How Do Ion Thrusters Function?

Firstly, it is essential to clarify that Ion thrusters do not operate in the same manner as their fictional counterparts, which are often depicted as delivering immediate and extreme speeds. Instead, ion propulsion systems are most notably characterized by their very low thrust but exceptionally high efficiency (GlobalSpec Insights, n.d.).

The ion thruster—more specifically, the gridded ion thruster—produces thrust by ejecting ions, which are charged atoms or molecules, at extremely high exhaust velocities. These ions are created by generating a plasma inside the engine, where a neutral gas propellant—most commonly xenon—is bombarded with electrons. This process causes atoms to lose electrons and form positively charged ions. Although the plasma contains both free electrons and positive ions, it remains electrically neutral overall. To generate thrust, the positive ions are extracted and accelerated through a set of charged grids at the rear of the engine; electrons remain inside the chamber to sustain further ionization. As the ions pass through the grids, a high electric potential accelerates them into space at velocities of up to 90 km/s, producing thrust (Fraser Cain, 2018).
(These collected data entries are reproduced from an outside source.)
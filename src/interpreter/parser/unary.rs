use crate::{
    ast::{Expr, UnaryOperator},
    error::ParseError,
    interpreter::{
        lexer::Token,
        parser::{
            binary::{parse_additive, parse_power},
            core::{ParseResult, TokenStream},
        },
        value::Number,
    },
};

/// Parses a unary expression.
///
/// Supports the prefix operators `+` and `-`. They are right-associative, so
/// `- -x` is `-(-x)`, and they bind looser than `**` on their right, so
/// `-2 ** 2` is `-(2 ** 2)`.
///
/// Grammar:
/// ```text
///     unary := ("+" | "-") unary
///            | power
/// ```
pub fn parse_unary(tokens: &mut TokenStream<'_>) -> ParseResult<Expr> {
    let Some((sign @ (Token::Minus | Token::Plus), column)) = tokens.peek() else {
        return parse_power(tokens);
    };
    let op = if *sign == Token::Minus {
        UnaryOperator::Minus
    } else {
        UnaryOperator::Plus
    };
    tokens.next();

    tokens.descend(*column)?;
    let expr = parse_unary(tokens)?;
    tokens.ascend();

    Ok(Expr::UnaryOp { op,
                       expr: Box::new(expr),
                       column: *column })
}

/// Parses a primary (atomic) expression: a numeric literal or a
/// parenthesised expression.
///
/// Every other token is rejected here with the most specific error
/// available, so names, strings and non-arithmetic operators never reach the
/// tree.
///
/// Grammar:
/// ```text
///     primary := NUMBER
///              | "(" additive ")"
/// ```
pub fn parse_primary(tokens: &mut TokenStream<'_>) -> ParseResult<Expr> {
    let end = tokens.end();
    match tokens.next() {
        Some((Token::Integer(n), column)) => Ok(Expr::Number { value:  Number::Int(n.clone()),
                                                               column: *column, }),
        Some((Token::Float(f), column)) => Ok(Expr::Number { value:  Number::Float(*f),
                                                             column: *column, }),
        Some((Token::LParen, column)) => parse_grouping(tokens, *column),
        Some((token, column)) => Err(reject(token, *column)),
        None => Err(ParseError::UnexpectedEndOfInput { column: end }),
    }
}

/// Parses the rest of a parenthesized expression after its `(`.
///
/// The enclosed expression is returned as-is (no wrapper node). A missing
/// `)` yields `ParseError::ExpectedClosingParen` pointing at the `(`.
///
/// Grammar: `grouping := "(" additive ")"`
fn parse_grouping(tokens: &mut TokenStream<'_>, column: usize) -> ParseResult<Expr> {
    tokens.descend(column)?;
    let expr = parse_additive(tokens)?;
    tokens.ascend();

    match tokens.next() {
        Some((Token::RParen, _)) => Ok(expr),
        Some((token, at)) => Err(reject(token, *at)),
        None => Err(ParseError::ExpectedClosingParen { column }),
    }
}

/// Builds the error for a token that cannot appear where it was found.
///
/// Names, strings and non-arithmetic symbols get dedicated errors; any other
/// token is simply unexpected.
#[must_use]
pub fn reject(token: &Token, column: usize) -> ParseError {
    match token {
        Token::Identifier(name) => ParseError::NameNotAllowed { name: name.clone(),
                                                                column },
        Token::Str(literal) => ParseError::StringNotAllowed { literal: literal.clone(),
                                                              column },
        Token::Symbol(operator) => ParseError::UnsupportedOperator { operator: operator.clone(),
                                                                     column },
        other => ParseError::UnexpectedToken { token: other.to_string(),
                                               column },
    }
}
use std::borrow::Cow;

use crate::{
    ast::{BinaryOperator, UnaryOperator},
    interpreter::value::arith::{self, BinaryFn, UnaryFn},
};

/// Every binary operator and its numeric function.
pub static BINARY_OPERATORS: [(BinaryOperator, BinaryFn); 7] =
    [(BinaryOperator::Add, arith::add),
     (BinaryOperator::Sub, arith::sub),
     (BinaryOperator::Mul, arith::mul),
     (BinaryOperator::Div, arith::true_div),
     (BinaryOperator::FloorDiv, arith::floor_div),
     (BinaryOperator::Mod, arith::modulo),
     (BinaryOperator::Pow, arith::pow)];

/// Every unary operator and its numeric function.
pub static UNARY_OPERATORS: [(UnaryOperator, UnaryFn); 2] =
    [(UnaryOperator::Plus, arith::pos), (UnaryOperator::Minus, arith::neg)];

/// The whitelist of operators an [`Evaluator`](super::Evaluator) may apply.
///
/// The standard table borrows the process-wide statics. Removing an operator
/// copies the remaining entries, so the statics are never touched.
///
/// # Example
/// ```
/// use reckon::{ast::BinaryOperator, interpreter::evaluator::OperatorTable};
///
/// let table = OperatorTable::standard().without_binary(BinaryOperator::Pow);
///
/// assert!(table.binary(BinaryOperator::Pow).is_none());
/// assert!(table.binary(BinaryOperator::Add).is_some());
/// ```
#[derive(Debug, Clone)]
pub struct OperatorTable {
    binary: Cow<'static, [(BinaryOperator, BinaryFn)]>,
    unary:  Cow<'static, [(UnaryOperator, UnaryFn)]>,
}

impl Default for OperatorTable {
    fn default() -> Self {
        Self::standard()
    }
}

impl OperatorTable {
    /// The full arithmetic whitelist.
    #[must_use]
    pub fn standard() -> Self {
        Self { binary: Cow::Borrowed(&BINARY_OPERATORS),
               unary:  Cow::Borrowed(&UNARY_OPERATORS), }
    }

    /// Returns a table without the given binary operator.
    #[must_use]
    pub fn without_binary(self, op: BinaryOperator) -> Self {
        let binary = self.binary
                         .iter()
                         .filter(|(candidate, _)| *candidate != op)
                         .copied()
                         .collect::<Vec<_>>();
        Self { binary: Cow::Owned(binary),
               unary:  self.unary, }
    }

    /// Returns a table without the given unary operator.
    #[must_use]
    pub fn without_unary(self, op: UnaryOperator) -> Self {
        let unary = self.unary
                        .iter()
                        .filter(|(candidate, _)| *candidate != op)
                        .copied()
                        .collect::<Vec<_>>();
        Self { binary: self.binary,
               unary:  Cow::Owned(unary), }
    }

    /// Looks up the function for a binary operator.
    #[must_use]
    pub fn binary(&self, op: BinaryOperator) -> Option<BinaryFn> {
        self.binary
            .iter()
            .find_map(|(candidate, function)| (*candidate == op).then_some(*function))
    }

    /// Looks up the function for a unary operator.
    #[must_use]
    pub fn unary(&self, op: UnaryOperator) -> Option<UnaryFn> {
        self.unary
            .iter()
            .find_map(|(candidate, function)| (*candidate == op).then_some(*function))
    }
}
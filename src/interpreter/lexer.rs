use std::fmt;

use logos::Logos;
use num_bigint::BigInt;

use crate::util::num::strip_separators;

/// Represents a lexical token in the source input.
///
/// Besides the arithmetic vocabulary, the lexer also recognises names,
/// strings and common non-arithmetic symbols. They are never valid, but
/// tokenizing them lets the parser say precisely what was rejected.
#[derive(Logos, Debug, PartialEq, Clone)]
#[logos(error = LexError)]
pub enum Token {
    /// Float literal tokens, such as `3.14`, `.5`, `5.` or `2.1e-10`.
    #[regex(r"[0-9][0-9_]*\.([0-9][0-9_]*)?([eE][+-]?[0-9][0-9_]*)?", parse_float)]
    #[regex(r"\.[0-9][0-9_]*([eE][+-]?[0-9][0-9_]*)?", parse_float)]
    #[regex(r"[0-9][0-9_]*[eE][+-]?[0-9][0-9_]*", parse_float)]
    Float(f64),
    /// Integer literal tokens, such as `42`, `1_000`, `0xff`, `0o17` or
    /// `0b101`.
    #[regex(r"[0-9][0-9_]*", parse_decimal)]
    #[regex(r"0[xXoObB][0-9a-zA-Z_]*", parse_prefixed)]
    Integer(BigInt),
    /// `**`
    #[token("**")]
    DoubleStar,
    /// `*`
    #[token("*")]
    Star,
    /// `//`
    #[token("//")]
    DoubleSlash,
    /// `/`
    #[token("/")]
    Slash,
    /// `%`
    #[token("%")]
    Percent,
    /// `+`
    #[token("+")]
    Plus,
    /// `-`
    #[token("-")]
    Minus,
    /// `(`
    #[token("(")]
    LParen,
    /// `)`
    #[token(")")]
    RParen,
    /// Identifiers and keywords, such as `x`, `import` or `abs`.
    #[regex(r"[a-zA-Z_][a-zA-Z0-9_]*", |lex| lex.slice().to_string())]
    Identifier(String),
    /// Quoted string literals, kept with their quotes.
    #[token("'", lex_string)]
    #[token("\"", lex_string)]
    Str(String),
    /// Comparison, assignment, bitwise and bracketing symbols.
    #[regex(r"==|!=|<=|>=|<<|>>|:=|->|[<>=!&|^~@,;:\[\]{}.]", |lex| lex.slice().to_string())]
    Symbol(String),
    /// `# Comments.`
    #[token("#", skip_comment)]
    Comment,
    /// Spaces, tabs, feeds and newlines.
    #[regex(r"[ \t\r\n\f]+", logos::skip)]
    Ignored,
}

/// Failure while forming a token.
#[derive(Debug, Clone, PartialEq, Eq, Default)]
pub enum LexError {
    /// No token matches the input at this position.
    #[default]
    UnexpectedCharacter,
    /// The text looks like a number but is not a valid literal.
    InvalidLiteral(String),
    /// A quote was opened but not closed on the same line.
    UnterminatedString,
}

impl fmt::Display for Token {
    fn fmt(&self, f: &mut fmt::Formatter<'_>) -> fmt::Result {
        match self {
            Self::Float(v) => write!(f, "{v}"),
            Self::Integer(v) => write!(f, "{v}"),
            Self::DoubleStar => write!(f, "**"),
            Self::Star => write!(f, "*"),
            Self::DoubleSlash => write!(f, "//"),
            Self::Slash => write!(f, "/"),
            Self::Percent => write!(f, "%"),
            Self::Plus => write!(f, "+"),
            Self::Minus => write!(f, "-"),
            Self::LParen => write!(f, "("),
            Self::RParen => write!(f, ")"),
            Self::Identifier(s) | Self::Str(s) | Self::Symbol(s) => write!(f, "{s}"),
            Self::Comment | Self::Ignored => Ok(()),
        }
    }
}

/// Consumes a comment up to the end of the line.
fn skip_comment(lex: &mut logos::Lexer<Token>) -> logos::Skip {
    let rest = lex.remainder();
    lex.bump(rest.find(['\n', '\r']).unwrap_or(rest.len()));
    logos::Skip
}

/// Consumes a quoted string up to its closing quote on the same line.
fn lex_string(lex: &mut logos::Lexer<Token>) -> Result<String, LexError> {
    let quote = lex.slice();
    let rest = lex.remainder();
    let line = rest.find(['\n', '\r']).map_or(rest, |end| &rest[..end]);
    let end = line.find(quote).ok_or(LexError::UnterminatedString)?;
    lex.bump(end + 1);
    Ok(lex.slice().to_string())
}

/// Parses a float literal from the current token slice.
///
/// Digit separators are validated and removed first.
fn parse_float(lex: &logos::Lexer<Token>) -> Result<f64, LexError> {
    let slice = lex.slice();
    let (mantissa, exponent) = match slice.find(['e', 'E']) {
        Some(at) => (&slice[..at], Some(&slice[at + 1..])),
        None => (slice, None),
    };

    let mut cleaned = String::with_capacity(slice.len());
    let (whole, fraction) = mantissa.split_once('.').unwrap_or((mantissa, ""));
    if !whole.is_empty() {
        cleaned.push_str(&strip_separators(whole, 10, false).map_err(LexError::InvalidLiteral)?);
    }
    cleaned.push('.');
    if !fraction.is_empty() {
        cleaned.push_str(&strip_separators(fraction, 10, false).map_err(LexError::InvalidLiteral)?);
    }
    if let Some(exponent) = exponent {
        let (sign, digits) = match exponent.strip_prefix(['+', '-']) {
            Some(digits) => (&exponent[..1], digits),
            None => ("", exponent),
        };
        cleaned.push('e');
        cleaned.push_str(sign);
        cleaned.push_str(&strip_separators(digits, 10, false).map_err(LexError::InvalidLiteral)?);
    }

    cleaned.parse()
           .map_err(|_| LexError::InvalidLiteral("not a valid float".to_string()))
}

/// Parses a decimal integer literal from the current token slice.
///
/// Non-zero integers may not start with `0`; write `0o17` for octal.
fn parse_decimal(lex: &logos::Lexer<Token>) -> Result<BigInt, LexError> {
    let digits = strip_separators(lex.slice(), 10, false).map_err(LexError::InvalidLiteral)?;
    if digits.len() > 1 && digits.starts_with('0') && digits.chars().any(|c| c != '0') {
        return Err(LexError::InvalidLiteral("leading zeros are not permitted; use 0o for octal".to_string()));
    }
    digits.parse()
          .map_err(|_| LexError::InvalidLiteral("not a valid integer".to_string()))
}

/// Parses a `0x`, `0o` or `0b` integer literal from the current token slice.
fn parse_prefixed(lex: &logos::Lexer<Token>) -> Result<BigInt, LexError> {
    let slice = lex.slice();
    let radix = match &slice[1..2] {
        "x" | "X" => 16,
        "o" | "O" => 8,
        _ => 2,
    };
    let digits = strip_separators(&slice[2..], radix, true).map_err(LexError::InvalidLiteral)?;
    BigInt::parse_bytes(digits.as_bytes(), radix).ok_or_else(|| {
                                                    LexError::InvalidLiteral("not a valid integer".to_string())
                                                })
}

#[cfg(test)]
mod tests {
    use super::*;

    fn lex(source: &str) -> Vec<Result<Token, LexError>> {
        Token::lexer(source).collect()
    }

    #[test]
    fn arithmetic_tokens() {
        assert_eq!(lex("2 ** -3 // (4 % 5)"),
                   vec![Ok(Token::Integer(2.into())),
                        Ok(Token::DoubleStar),
                        Ok(Token::Minus),
                        Ok(Token::Integer(3.into())),
                        Ok(Token::DoubleSlash),
                        Ok(Token::LParen),
                        Ok(Token::Integer(4.into())),
                        Ok(Token::Percent),
                        Ok(Token::Integer(5.into())),
                        Ok(Token::RParen)]);
    }

    #[test]
    fn numeric_literal_forms() {
        assert_eq!(lex("1_000 0x_FF 0o17 0b101"),
                   vec![Ok(Token::Integer(1000.into())),
                        Ok(Token::Integer(255.into())),
                        Ok(Token::Integer(15.into())),
                        Ok(Token::Integer(5.into()))]);
        assert_eq!(lex("3.25 .5 5. 1e3 2.5E-1 1_0.0_1"),
                   vec![Ok(Token::Float(3.25)),
                        Ok(Token::Float(0.5)),
                        Ok(Token::Float(5.0)),
                        Ok(Token::Float(1000.0)),
                        Ok(Token::Float(0.25)),
                        Ok(Token::Float(10.01))]);
        assert_eq!(lex("00 0"),
                   vec![Ok(Token::Integer(0.into())), Ok(Token::Integer(0.into()))]);
    }

    #[test]
    fn malformed_literals() {
        assert!(matches!(lex("0123")[..], [Err(LexError::InvalidLiteral(_))]));
        assert!(matches!(lex("1__0")[..], [Err(LexError::InvalidLiteral(_))]));
        assert!(matches!(lex("0x")[..], [Err(LexError::InvalidLiteral(_))]));
        assert!(matches!(lex("0b102")[..], [Err(LexError::InvalidLiteral(_))]));
        assert!(matches!(lex("1_.5")[..], [Err(LexError::InvalidLiteral(_))]));
    }

    #[test]
    fn rejected_vocabulary_is_still_tokenized() {
        assert_eq!(lex("x == 'a' # trailing"),
                   vec![Ok(Token::Identifier("x".to_string())),
                        Ok(Token::Symbol("==".to_string())),
                        Ok(Token::Str("'a'".to_string()))]);
        assert_eq!(lex("$"), vec![Err(LexError::UnexpectedCharacter)]);
        assert_eq!(lex("\"abc"), vec![Err(LexError::UnterminatedString),
                                     Ok(Token::Identifier("abc".to_string()))]);
    }
}
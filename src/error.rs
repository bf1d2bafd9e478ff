/// Parsing errors.
///
/// Defines all error types that can occur during lexing and parsing of source
/// text. Parse errors cover syntax mistakes, malformed literals and every
/// construct outside the arithmetic grammar (names, strings, comparisons),
/// all detected before a tree exists.
pub mod parse_error;
/// Evaluation errors.
///
/// Contains the error types raised while walking a tree: unsupported node or
/// operator kinds and arithmetic faults such as division by zero.
pub mod eval_error;

pub use eval_error::{ArithmeticError, EvalError};
pub use parse_error::ParseError;

/// Any failure of the parse-and-evaluate pipeline.
///
/// Returned by [`calculate`](crate::calculate); both stages convert into it
/// with `?`.
#[derive(Debug, Clone, PartialEq, thiserror::Error)]
pub enum Error {
    /// The text is not a valid arithmetic expression.
    #[error(transparent)]
    Parse(#[from] ParseError),
    /// The tree could not be evaluated.
    #[error(transparent)]
    Eval(#[from] EvalError),
}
At first, the high exhaust velocity of ions may sound significant. However, according to Newton’s third law of motion—for every action there is an equal and opposite reaction—the amount of thrust produced depends on both velocity and mass flow rate. Because individual ions have such minuscule mass, even when expelled at very high speeds, the resulting force on the spacecraft is very low. Rather than delivering a large, instantaneous push like a combustion rocket, ion thrusters produce many tiny but continuous impulses, allowing spacecraft to gradually build up speed over long periods of time (cite).

Present Day Status

Historically, gridded ion thrusters were the standard form of ion propulsion. However, over time, advances in technology have led to the development of more modern Hall-effect thrusters. Unlike former gridded designs, Hall thrusters do not rely on physical acceleration grids, eliminating the issue of grid erosion and significantly increasing operational lifespan (Science Workshop, 2023; Princeton Plasma Physics Lab, n.d.).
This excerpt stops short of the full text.